The State Supreme Court has ruled that Lakewood’s anti-panhandling ordinance violates the right to free speech and reversed the conviction of a man prosecuted under it. The ruling agrees with the analysis of an amicus brief the ACLU of Washington submitted in the case.
Panhandling (or “begging,” as the ordinance terms it) is protected under the First Amendment. In a case where a man appealed his conviction for panhandling near the intersection of a freeway exit ramp and a city street, the Washington Supreme Court found that Lakewood’s anti-panhandling violates the First Amendment because it is overbroad, as it restricts panhandling at an array of locations throughout the city, without regard to whether there is actually obstruction of traffic. And by making a specific type of message a crime – asking for charity as opposed to advertising a business – the law impermissibly picks and chooses between speech with different content.

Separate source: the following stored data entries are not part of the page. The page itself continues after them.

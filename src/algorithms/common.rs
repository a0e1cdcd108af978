use realfft::num_complex::Complex;
use realfft::RealFftPlanner;

/// Size threshold (n * nlags) above which autocovariance goes through the FFT path.
/// Below this, the naive O(n*nlags) loop wins due to lower constant overhead.
const FFT_THRESHOLD: usize = 64 * 1024;

/// Fewest aligned points a lagged correlation is computed over. Two points
/// always correlate at ±1.
pub const MIN_OVERLAP: usize = 3;

/// Arithmetic mean, 0 for an empty slice.
pub fn mean(xs: &[f64]) -> f64 {
    if xs.is_empty() {
        return 0.0;
    }
    xs.iter().sum::<f64>() / xs.len() as f64
}

/// Sample standard deviation (ddof = 1). `None` when fewer than two samples.
pub fn sample_std(xs: &[f64]) -> Option<f64> {
    let n = xs.len();
    if n < 2 {
        return None;
    }
    let mu = mean(xs);
    let ss: f64 = xs.iter().map(|x| (x - mu) * (x - mu)).sum();
    Some((ss / (n - 1) as f64).sqrt())
}

/// Pearson correlation of two equal-length slices.
///
/// Returns `None` when the correlation is undefined: fewer than two points,
/// a constant input, or a non-finite result.
pub fn pearson(a: &[f64], b: &[f64]) -> Option<f64> {
    debug_assert_eq!(a.len(), b.len());
    let n = a.len().min(b.len());
    if n < 2 {
        return None;
    }
    let (a, b) = (&a[..n], &b[..n]);
    let mu_a = mean(a);
    let mu_b = mean(b);

    let mut cov = 0.0;
    let mut var_a = 0.0;
    let mut var_b = 0.0;
    for (x, y) in a.iter().zip(b) {
        let dx = x - mu_a;
        let dy = y - mu_b;
        cov += dx * dy;
        var_a += dx * dx;
        var_b += dy * dy;
    }

    // Constant after centering → correlation undefined
    if var_a < 1e-24 || var_b < 1e-24 {
        return None;
    }
    let r = cov / (var_a.sqrt() * var_b.sqrt());
    if r.is_finite() {
        Some(r.clamp(-1.0, 1.0))
    } else {
        None
    }
}

/// Align two series for a given lag, dropping the non-overlapping tails.
///
/// - `lag > 0`: pairs `a[t + lag]` with `b[t]`
/// - `lag < 0`: pairs `a[t]` with `b[t - lag]`
/// - `lag == 0`: pairs the common prefix
///
/// Both returned slices have the same length (possibly 0).
pub fn align_at_lag<'a>(a: &'a [f64], b: &'a [f64], lag: isize) -> (&'a [f64], &'a [f64]) {
    let n = a.len().min(b.len());
    let shift = lag.unsigned_abs();
    if shift >= n {
        return (&a[..0], &b[..0]);
    }
    if lag > 0 {
        (&a[shift..n], &b[..n - shift])
    } else if lag < 0 {
        (&a[..n - shift], &b[shift..n])
    } else {
        (&a[..n], &b[..n])
    }
}

/// Pearson correlation at a lag, with undefined values resolved to 0.
///
/// Overlaps shorter than [`MIN_OVERLAP`] also resolve to 0.
pub fn lagged_correlation(a: &[f64], b: &[f64], lag: isize) -> f64 {
    let (x, y) = align_at_lag(a, b, lag);
    if x.len() < MIN_OVERLAP {
        return 0.0;
    }
    pearson(x, y).unwrap_or(0.0)
}

/// Unnormalized autocovariance of the mean-centered series for lags `0..=nlags`.
///
/// Element `k` is `sum_t (x_t - mu)(x_{t+k} - mu)`. Lags at or beyond the
/// series length are 0. Adaptively dispatches to an FFT implementation for
/// large inputs.
pub fn autocovariance(xs: &[f64], nlags: usize) -> Vec<f64> {
    let n = xs.len();
    if n == 0 {
        return vec![0.0; nlags + 1];
    }
    if n * (nlags + 1) > FFT_THRESHOLD {
        if let Some(acov) = autocovariance_fft(xs, nlags) {
            return acov;
        }
    }
    autocovariance_naive(xs, nlags)
}

/// Naive O(n * nlags) autocovariance.
pub fn autocovariance_naive(xs: &[f64], nlags: usize) -> Vec<f64> {
    let n = xs.len();
    let mu = mean(xs);
    let centered: Vec<f64> = xs.iter().map(|x| x - mu).collect();
    (0..=nlags)
        .map(|k| {
            if k >= n {
                0.0
            } else {
                centered[..n - k]
                    .iter()
                    .zip(&centered[k..])
                    .map(|(a, b)| a * b)
                    .sum()
            }
        })
        .collect()
}

/// FFT-based O(n log n) autocovariance via the power spectrum.
///
/// Zero-pads to at least `2n` so the circular correlation equals the linear
/// one. Returns `None` if the FFT backend rejects the buffers.
pub fn autocovariance_fft(xs: &[f64], nlags: usize) -> Option<Vec<f64>> {
    let n = xs.len();
    if n == 0 {
        return Some(vec![0.0; nlags + 1]);
    }
    let fft_len = (2 * n).next_power_of_two();
    let mu = mean(xs);

    let mut planner = RealFftPlanner::<f64>::new();
    let fft_forward = planner.plan_fft_forward(fft_len);
    let fft_inverse = planner.plan_fft_inverse(fft_len);

    let mut padded = vec![0.0; fft_len];
    for (dst, x) in padded.iter_mut().zip(xs) {
        *dst = x - mu;
    }

    let mut spectrum = fft_forward.make_output_vec();
    fft_forward.process(&mut padded, &mut spectrum).ok()?;

    // Power spectrum is real-valued
    for c in spectrum.iter_mut() {
        *c = Complex::new(c.norm_sqr(), 0.0);
    }

    let mut result = vec![0.0; fft_len];
    fft_inverse.process(&mut spectrum, &mut result).ok()?;

    // realfft inverse is unnormalized; divide by fft_len
    let norm = 1.0 / fft_len as f64;
    Some(
        (0..=nlags)
            .map(|k| if k < n { result[k] * norm } else { 0.0 })
            .collect(),
    )
}

/// Index of the maximum value, treating NaN as 0. Ties keep the first index.
pub fn argmax_nan_safe(values: &[f64]) -> Option<usize> {
    let mut best: Option<(usize, f64)> = None;
    for (i, &v) in values.iter().enumerate() {
        let v = if v.is_nan() { 0.0 } else { v };
        match best {
            Some((_, b)) if v <= b => {}
            _ => best = Some((i, v)),
        }
    }
    best.map(|(i, _)| i)
}

#[cfg(test)]
mod tests {
    use super::*;

    #[test]
    fn test_sample_std_hand_computed() {
        // [2, 4, 4, 4, 5, 5, 7, 9]: mean 5, sum sq dev 32, ddof=1 → sqrt(32/7)
        let xs = vec![2.0, 4.0, 4.0, 4.0, 5.0, 5.0, 7.0, 9.0];
        let s = sample_std(&xs).unwrap();
        assert!((s - (32.0_f64 / 7.0).sqrt()).abs() < 1e-12);
        assert!(sample_std(&[1.0]).is_none());
    }

    #[test]
    fn test_pearson_perfect_and_anti() {
        let a = vec![1.0, 2.0, 3.0, 4.0];
        let b = vec![2.0, 4.0, 6.0, 8.0];
        let c = vec![4.0, 3.0, 2.0, 1.0];
        assert!((pearson(&a, &b).unwrap() - 1.0).abs() < 1e-12);
        assert!((pearson(&a, &c).unwrap() + 1.0).abs() < 1e-12);
    }

    #[test]
    fn test_pearson_constant_undefined() {
        let a = vec![3.0; 5];
        let b = vec![1.0, 2.0, 3.0, 4.0, 5.0];
        assert!(pearson(&a, &b).is_none());
        assert!(pearson(&[1.0], &[2.0]).is_none());
    }

    #[test]
    fn test_align_at_lag() {
        let a = vec![0.0, 1.0, 2.0, 3.0, 4.0];
        let b = vec![10.0, 11.0, 12.0, 13.0, 14.0];
        let (x, y) = align_at_lag(&a, &b, 2);
        assert_eq!(x, &[2.0, 3.0, 4.0]);
        assert_eq!(y, &[10.0, 11.0, 12.0]);
        let (x, y) = align_at_lag(&a, &b, -2);
        assert_eq!(x, &[0.0, 1.0, 2.0]);
        assert_eq!(y, &[12.0, 13.0, 14.0]);
        let (x, y) = align_at_lag(&a, &b, 7);
        assert!(x.is_empty() && y.is_empty());
    }

    #[test]
    fn test_lagged_correlation_short_overlap_is_zero() {
        let a = vec![1.0, 3.0, 2.0, 5.0, 4.0];
        let b = vec![3.0, 4.0, 1.0, 2.0, 5.0];
        // Lag -3 pairs [1, 3] with [2, 5]: a 2-point overlap, which pearson calls 1
        let (x, y) = align_at_lag(&a, &b, -3);
        assert!((pearson(x, y).unwrap() - 1.0).abs() < 1e-12);
        assert_eq!(lagged_correlation(&a, &b, -3), 0.0);
        // Lag -2 keeps 3 points and is computed normally
        assert!(lagged_correlation(&a, &b, -2) != 0.0);
    }

    #[test]
    fn test_autocovariance_hand_computed() {
        // x = [1, 2, 3], centered [-1, 0, 1]
        // lag0 = 2, lag1 = (-1*0 + 0*1) = 0, lag2 = -1*1 = -1, lag3 = 0
        let acov = autocovariance_naive(&[1.0, 2.0, 3.0], 3);
        assert_eq!(acov.len(), 4);
        assert!((acov[0] - 2.0).abs() < 1e-12);
        assert!(acov[1].abs() < 1e-12);
        assert!((acov[2] + 1.0).abs() < 1e-12);
        assert_eq!(acov[3], 0.0);
    }

    #[test]
    fn test_fft_vs_naive_equivalence() {
        for (n, nlags) in [(10, 5), (200, 100), (1000, 500)] {
            let xs: Vec<f64> = (0..n).map(|i| (i as f64 * 0.3).sin() + 0.01 * i as f64).collect();
            let naive = autocovariance_naive(&xs, nlags);
            let fft = autocovariance_fft(&xs, nlags).unwrap();
            for (k, (a, b)) in naive.iter().zip(&fft).enumerate() {
                assert!(
                    (a - b).abs() < 1e-6,
                    "Mismatch at lag {k} (n={n}): naive={a}, fft={b}"
                );
            }
        }
    }

    #[test]
    fn test_argmax_nan_safe() {
        assert_eq!(argmax_nan_safe(&[0.1, f64::NAN, 0.7, 0.7]), Some(2));
        // NaN counts as 0, which beats negatives
        assert_eq!(argmax_nan_safe(&[-0.5, f64::NAN]), Some(1));
        assert_eq!(argmax_nan_safe(&[]), None);
    }
}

The ACLU-WA friend-of-the-court brief in the case, The City of Lakewood v. Robert W. Willis, pointed out that courts have long recognized that people who panhandle may communicate important political or social messages in their appeals for money, referring to veteran status, homelessness, unemployment and disability, to name a few. As a federal court recently noted, “a sign reading ‘Sober,’ or ‘Two children,’ conveys a message about who is deserving of charitable support, just as a sign reading ‘God bless,’ expresses a religious message.”
"The ruling on Lakewood’s law is a really important vindication of the principle that homeless people have rights, too," said ACLU Legal Director Emily Chiang. "The Constitution applies to everyone."

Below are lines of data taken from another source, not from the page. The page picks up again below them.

use crate::core::series::HospitalId;

/// Symmetric N×N distance matrix over hospitals, zero on the diagonal.
///
/// Indexed in registry order: row/column `i` belongs to `hospital_ids[i]`.
/// Storage is dense row-major; only `set` writes, and it writes both halves.
#[derive(Debug, Clone, PartialEq)]
pub struct DistanceMatrix {
    pub hospital_ids: Vec<HospitalId>,
    data: Vec<f64>,
}

impl DistanceMatrix {
    /// Create an all-zero matrix for the given hospitals.
    pub fn zeros(hospital_ids: &[HospitalId]) -> Self {
        let n = hospital_ids.len();
        Self {
            hospital_ids: hospital_ids.to_vec(),
            data: vec![0.0; n * n],
        }
    }

    /// Build from a condensed upper triangle (row-major over `i < j`).
    pub fn from_condensed(hospital_ids: &[HospitalId], condensed: &[f64]) -> Self {
        let n = hospital_ids.len();
        assert_eq!(
            condensed.len(),
            n * n.saturating_sub(1) / 2,
            "Condensed length does not match hospital count"
        );
        let mut dm = Self::zeros(hospital_ids);
        let mut k = 0;
        for i in 0..n {
            for j in (i + 1)..n {
                dm.set(i, j, condensed[k]);
                k += 1;
            }
        }
        dm
    }

    pub fn len(&self) -> usize {
        self.hospital_ids.len()
    }

    pub fn is_empty(&self) -> bool {
        self.hospital_ids.is_empty()
    }

    #[inline]
    pub fn get(&self, i: usize, j: usize) -> f64 {
        self.data[i * self.len() + j]
    }

    /// Set `d[i][j]` and `d[j][i]`. Writes to the diagonal are ignored.
    #[inline]
    pub fn set(&mut self, i: usize, j: usize, d: f64) {
        if i == j {
            return;
        }
        let n = self.len();
        self.data[i * n + j] = d;
        self.data[j * n + i] = d;
    }

    pub fn row(&self, i: usize) -> &[f64] {
        let n = self.len();
        &self.data[i * n..(i + 1) * n]
    }

    /// Upper triangle (`i < j`) in row-major order.
    pub fn condensed(&self) -> Vec<f64> {
        let n = self.len();
        let mut out = Vec::with_capacity(n * n.saturating_sub(1) / 2);
        for i in 0..n {
            for j in (i + 1)..n {
                out.push(self.get(i, j));
            }
        }
        out
    }

    /// Check `d[i][j] == d[j][i]` and `d[i][i] == 0` for every entry.
    pub fn is_symmetric(&self) -> bool {
        let n = self.len();
        (0..n).all(|i| self.get(i, i) == 0.0 && (0..i).all(|j| self.get(i, j) == self.get(j, i)))
    }
}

In response to an increase in visible homelessness, cities across the nation have enacted a spate of laws that criminalize the activities of people experiencing poverty. Citywide bans on begging in public have increased by 25 percent since 2011 and bans on begging in particular public places have increased by 20 percent, according to No Safe Place, a 2014 report by the National Law Center on Homelessness and Poverty.

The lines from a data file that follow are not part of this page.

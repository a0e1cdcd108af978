use std::collections::{BTreeSet, HashMap};

use chrono::NaiveDate;
use serde::{Deserialize, Serialize};

use crate::algorithms::common::{mean, sample_std};

/// Identifier of a registered facility.
pub type HospitalId = u64;

/// A registered facility with its location and bed capacity.
///
/// Location is fixed at registration; the capacity counts are refreshed by the
/// caller before each alert cycle.
#[derive(Debug, Clone, PartialEq, Serialize, Deserialize)]
pub struct HospitalNode {
    pub id: HospitalId,
    pub latitude: f64,
    pub longitude: f64,
    #[serde(default)]
    pub total_beds: u32,
    #[serde(default)]
    pub icu_beds: u32,
    #[serde(default)]
    pub occupied_beds: u32,
}

impl HospitalNode {
    pub fn new(id: HospitalId, latitude: f64, longitude: f64) -> Self {
        Self {
            id,
            latitude,
            longitude,
            total_beds: 0,
            icu_beds: 0,
            occupied_beds: 0,
        }
    }

    /// Builder-style capacity setter.
    pub fn with_capacity(mut self, total_beds: u32, icu_beds: u32, occupied_beds: u32) -> Self {
        self.total_beds = total_beds;
        self.icu_beds = icu_beds;
        self.occupied_beds = occupied_beds;
        self
    }

    /// Fraction of general beds in use, `None` when the facility reports no beds.
    pub fn occupancy(&self) -> Option<f64> {
        if self.total_beds == 0 {
            None
        } else {
            Some(self.occupied_beds as f64 / self.total_beds as f64)
        }
    }
}

/// One pre-aggregated hospital-day.
#[derive(Debug, Clone, PartialEq, Serialize, Deserialize)]
pub struct DailyObservation {
    pub hospital_id: HospitalId,
    pub date: NaiveDate,
    #[serde(alias = "case_count")]
    pub flu_positive_count: u32,
    #[serde(default)]
    pub total_visits: u32,
}

impl DailyObservation {
    pub fn new(hospital_id: HospitalId, date: NaiveDate, flu_positive_count: u32) -> Self {
        Self {
            hospital_id,
            date,
            flu_positive_count,
            total_visits: 0,
        }
    }
}

/// Dense date × hospital grid of raw case counts.
///
/// Columns are stored per hospital (`columns[h][t]`), rows are the sorted set
/// of dates seen in the input. Missing hospital-days are zero.
#[derive(Debug, Clone)]
pub struct TimeSeriesMatrix {
    pub dates: Vec<NaiveDate>,
    pub hospital_ids: Vec<HospitalId>,
    pub columns: Vec<Vec<f64>>,
}

impl TimeSeriesMatrix {
    /// Pivot observations into a matrix with one column per registered hospital.
    ///
    /// Hospitals without observations get an all-zero column. Rows for
    /// unregistered hospitals still contribute their dates but no column.
    /// Duplicate hospital-days are summed.
    pub fn from_observations(observations: &[DailyObservation], hospital_ids: &[HospitalId]) -> Self {
        let dates: Vec<NaiveDate> = observations
            .iter()
            .map(|o| o.date)
            .collect::<BTreeSet<_>>()
            .into_iter()
            .collect();
        let row_of: HashMap<NaiveDate, usize> =
            dates.iter().enumerate().map(|(i, d)| (*d, i)).collect();
        let col_of: HashMap<HospitalId, usize> =
            hospital_ids.iter().enumerate().map(|(i, h)| (*h, i)).collect();

        let mut columns = vec![vec![0.0; dates.len()]; hospital_ids.len()];
        for obs in observations {
            if let (Some(&c), Some(&r)) = (col_of.get(&obs.hospital_id), row_of.get(&obs.date)) {
                columns[c][r] += obs.flu_positive_count as f64;
            }
        }

        Self {
            dates,
            hospital_ids: hospital_ids.to_vec(),
            columns,
        }
    }

    pub fn n_dates(&self) -> usize {
        self.dates.len()
    }

    pub fn n_hospitals(&self) -> usize {
        self.hospital_ids.len()
    }

    pub fn index_of(&self, hospital_id: HospitalId) -> Option<usize> {
        self.hospital_ids.iter().position(|&h| h == hospital_id)
    }

    pub fn column(&self, idx: usize) -> &[f64] {
        &self.columns[idx]
    }

    pub fn last_date(&self) -> Option<NaiveDate> {
        self.dates.last().copied()
    }
}

/// Per-column zero-mean / unit-variance view of a [`TimeSeriesMatrix`].
#[derive(Debug, Clone)]
pub struct NormalizedMatrix {
    pub columns: Vec<Vec<f64>>,
    /// Column means of the raw matrix.
    pub mean: Vec<f64>,
    /// Column sample standard deviations, with 1.0 substituted for zero or
    /// undefined values.
    pub std: Vec<f64>,
}

impl NormalizedMatrix {
    pub fn from_matrix(matrix: &TimeSeriesMatrix) -> Self {
        let mut columns = Vec::with_capacity(matrix.n_hospitals());
        let mut means = Vec::with_capacity(matrix.n_hospitals());
        let mut stds = Vec::with_capacity(matrix.n_hospitals());

        for col in &matrix.columns {
            let mu = mean(col);
            let sigma = match sample_std(col) {
                Some(s) if s > 0.0 && s.is_finite() => s,
                _ => 1.0,
            };
            let normalized = col
                .iter()
                .map(|x| {
                    let z = (x - mu) / sigma;
                    if z.is_finite() {
                        z
                    } else {
                        0.0
                    }
                })
                .collect();
            columns.push(normalized);
            means.push(mu);
            stds.push(sigma);
        }

        Self {
            columns,
            mean: means,
            std: stds,
        }
    }

    pub fn column(&self, idx: usize) -> &[f64] {
        &self.columns[idx]
    }
}

/// Immutable per-cycle snapshot of the raw and normalized case matrices.
///
/// Built once from a registry and an observation snapshot; downstream stages
/// only borrow it.
#[derive(Debug, Clone)]
pub struct TimeSeriesStore {
    raw: TimeSeriesMatrix,
    normalized: NormalizedMatrix,
}

impl TimeSeriesStore {
    pub fn build(observations: &[DailyObservation], hospital_ids: &[HospitalId]) -> Self {
        let raw = TimeSeriesMatrix::from_observations(observations, hospital_ids);
        let normalized = NormalizedMatrix::from_matrix(&raw);
        tracing::debug!(
            dates = raw.n_dates(),
            hospitals = raw.n_hospitals(),
            "Built time series matrix"
        );
        Self { raw, normalized }
    }

    pub fn raw(&self) -> &TimeSeriesMatrix {
        &self.raw
    }

    pub fn normalized(&self) -> &NormalizedMatrix {
        &self.normalized
    }

    pub fn hospital_ids(&self) -> &[HospitalId] {
        &self.raw.hospital_ids
    }

    pub fn dates(&self) -> &[NaiveDate] {
        &self.raw.dates
    }

    pub fn is_empty(&self) -> bool {
        self.raw.dates.is_empty()
    }
}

“Cities around the state should take note: laws making free speech, by itself, a crime won’t stand up to constitutional challenges; it is not enough for the city to simply label these laws a restriction on ‘aggressive’ panhandling,” ACLU Senior Staff Attorney Nancy Talner said.
Lakewood has had an anti-panhandling ordinance since 2010. The city expanded it in 2011. However, Lakewood already has a constitutional way to address panhandling if it poses a safety risk: regulate the conduct of individuals who intentionally obstruct traffic. The city’s obstruction of traffic law neither singles out protected speech nor makes speech a crime. Instead, it is appropriately aimed at behavior. Lakewood’s interest in public safety is best served simply by enforcing the existing traffic law rather than doing that which the First Amendment clearly prohibits: criminalizing disfavored speech.